Collected data:
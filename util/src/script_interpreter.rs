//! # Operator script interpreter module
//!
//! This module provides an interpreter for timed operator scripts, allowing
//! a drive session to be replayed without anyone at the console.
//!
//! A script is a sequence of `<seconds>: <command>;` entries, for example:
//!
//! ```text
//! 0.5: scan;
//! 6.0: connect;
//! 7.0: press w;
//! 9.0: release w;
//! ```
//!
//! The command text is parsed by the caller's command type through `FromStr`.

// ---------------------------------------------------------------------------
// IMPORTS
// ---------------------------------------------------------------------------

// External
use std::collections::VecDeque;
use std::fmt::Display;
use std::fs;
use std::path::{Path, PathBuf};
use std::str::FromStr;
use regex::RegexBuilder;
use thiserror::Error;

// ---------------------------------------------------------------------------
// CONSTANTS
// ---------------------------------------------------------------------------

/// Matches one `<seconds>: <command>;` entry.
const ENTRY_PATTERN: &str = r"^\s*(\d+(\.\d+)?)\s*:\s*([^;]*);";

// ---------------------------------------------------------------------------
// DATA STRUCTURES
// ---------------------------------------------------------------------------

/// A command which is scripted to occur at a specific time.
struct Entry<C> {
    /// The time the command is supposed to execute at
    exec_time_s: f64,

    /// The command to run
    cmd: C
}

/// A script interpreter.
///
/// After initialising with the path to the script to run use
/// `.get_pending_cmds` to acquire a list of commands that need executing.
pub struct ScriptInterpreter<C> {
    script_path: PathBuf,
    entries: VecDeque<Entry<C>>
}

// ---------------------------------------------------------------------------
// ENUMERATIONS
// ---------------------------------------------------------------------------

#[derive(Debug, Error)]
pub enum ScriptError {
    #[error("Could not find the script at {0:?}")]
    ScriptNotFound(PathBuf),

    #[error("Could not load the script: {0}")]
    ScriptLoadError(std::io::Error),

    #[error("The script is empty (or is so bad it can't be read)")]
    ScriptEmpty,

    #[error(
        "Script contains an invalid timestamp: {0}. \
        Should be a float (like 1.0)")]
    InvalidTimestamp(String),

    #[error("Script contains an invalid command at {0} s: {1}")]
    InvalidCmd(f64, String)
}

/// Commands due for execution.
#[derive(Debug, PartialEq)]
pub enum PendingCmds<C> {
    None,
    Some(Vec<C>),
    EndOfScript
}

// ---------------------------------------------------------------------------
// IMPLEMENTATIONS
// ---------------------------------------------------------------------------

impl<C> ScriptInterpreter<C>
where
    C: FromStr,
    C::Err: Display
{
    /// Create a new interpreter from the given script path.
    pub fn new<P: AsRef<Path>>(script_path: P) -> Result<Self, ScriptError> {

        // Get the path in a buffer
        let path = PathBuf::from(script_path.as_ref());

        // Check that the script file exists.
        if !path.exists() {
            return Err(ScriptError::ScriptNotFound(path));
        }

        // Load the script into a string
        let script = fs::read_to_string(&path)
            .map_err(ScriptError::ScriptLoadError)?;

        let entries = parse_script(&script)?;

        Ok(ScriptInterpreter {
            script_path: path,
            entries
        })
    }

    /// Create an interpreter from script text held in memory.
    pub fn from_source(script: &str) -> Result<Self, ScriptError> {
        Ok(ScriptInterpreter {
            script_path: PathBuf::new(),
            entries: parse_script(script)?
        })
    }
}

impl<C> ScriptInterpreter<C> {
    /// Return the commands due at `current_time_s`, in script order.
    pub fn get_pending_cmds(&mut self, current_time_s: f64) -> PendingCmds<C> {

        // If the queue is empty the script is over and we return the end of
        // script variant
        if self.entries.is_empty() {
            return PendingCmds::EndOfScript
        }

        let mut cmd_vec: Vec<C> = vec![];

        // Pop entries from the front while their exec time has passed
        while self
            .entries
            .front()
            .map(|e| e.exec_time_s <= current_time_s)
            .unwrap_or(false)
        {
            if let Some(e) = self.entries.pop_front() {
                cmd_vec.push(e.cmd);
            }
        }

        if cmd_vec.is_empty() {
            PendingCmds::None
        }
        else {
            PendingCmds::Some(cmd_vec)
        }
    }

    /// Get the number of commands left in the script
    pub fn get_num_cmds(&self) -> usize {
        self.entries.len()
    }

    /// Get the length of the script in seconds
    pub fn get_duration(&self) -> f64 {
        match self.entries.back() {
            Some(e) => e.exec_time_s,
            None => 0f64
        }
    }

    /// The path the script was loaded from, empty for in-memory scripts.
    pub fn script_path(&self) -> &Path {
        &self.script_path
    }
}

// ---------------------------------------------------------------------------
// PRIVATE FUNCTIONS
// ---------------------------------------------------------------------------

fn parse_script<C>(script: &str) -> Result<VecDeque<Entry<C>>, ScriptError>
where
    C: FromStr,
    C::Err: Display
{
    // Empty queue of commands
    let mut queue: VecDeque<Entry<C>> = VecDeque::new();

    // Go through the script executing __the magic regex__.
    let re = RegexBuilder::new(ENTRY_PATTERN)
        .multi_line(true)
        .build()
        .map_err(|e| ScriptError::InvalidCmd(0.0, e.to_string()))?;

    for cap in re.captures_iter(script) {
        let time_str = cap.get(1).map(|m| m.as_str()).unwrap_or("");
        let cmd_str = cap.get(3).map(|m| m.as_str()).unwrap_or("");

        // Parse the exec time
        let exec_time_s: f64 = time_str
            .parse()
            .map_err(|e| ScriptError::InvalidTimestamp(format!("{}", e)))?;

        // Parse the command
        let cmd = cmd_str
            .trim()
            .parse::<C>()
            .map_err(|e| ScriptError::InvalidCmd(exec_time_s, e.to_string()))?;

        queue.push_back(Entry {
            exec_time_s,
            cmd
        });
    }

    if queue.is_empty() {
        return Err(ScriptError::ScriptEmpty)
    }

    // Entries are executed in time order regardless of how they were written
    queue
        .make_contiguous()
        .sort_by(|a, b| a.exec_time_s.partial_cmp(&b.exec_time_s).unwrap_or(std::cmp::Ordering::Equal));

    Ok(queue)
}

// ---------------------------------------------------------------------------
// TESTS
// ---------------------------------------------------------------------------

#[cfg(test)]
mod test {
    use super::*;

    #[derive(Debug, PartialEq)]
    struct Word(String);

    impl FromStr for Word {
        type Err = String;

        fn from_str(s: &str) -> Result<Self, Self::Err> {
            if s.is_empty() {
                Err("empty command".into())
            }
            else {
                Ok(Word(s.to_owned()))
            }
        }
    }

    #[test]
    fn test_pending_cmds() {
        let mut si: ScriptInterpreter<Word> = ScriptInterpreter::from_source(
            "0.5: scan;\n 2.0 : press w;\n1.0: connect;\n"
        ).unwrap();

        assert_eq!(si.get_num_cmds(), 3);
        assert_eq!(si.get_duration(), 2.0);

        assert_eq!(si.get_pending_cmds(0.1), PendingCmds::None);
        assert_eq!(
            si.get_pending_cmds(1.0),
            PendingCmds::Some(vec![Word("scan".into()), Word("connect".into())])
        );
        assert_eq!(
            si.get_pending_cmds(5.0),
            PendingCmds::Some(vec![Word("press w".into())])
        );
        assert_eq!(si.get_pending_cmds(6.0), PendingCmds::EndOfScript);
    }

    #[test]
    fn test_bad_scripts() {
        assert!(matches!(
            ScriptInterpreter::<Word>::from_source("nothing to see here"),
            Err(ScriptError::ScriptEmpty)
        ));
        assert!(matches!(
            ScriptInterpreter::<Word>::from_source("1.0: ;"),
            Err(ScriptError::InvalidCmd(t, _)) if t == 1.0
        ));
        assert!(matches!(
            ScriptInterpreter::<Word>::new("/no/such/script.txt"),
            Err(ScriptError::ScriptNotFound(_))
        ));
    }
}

### PROBLEM TO SOLVE
Search the entries for "FromStr" and copy each matching line.

### ANSWER TO THE EXERCISE
//! The command text is parsed by the caller's command type through `FromStr`.
use std::str::FromStr;
    C: FromStr,
    C: FromStr,
    impl FromStr for Word {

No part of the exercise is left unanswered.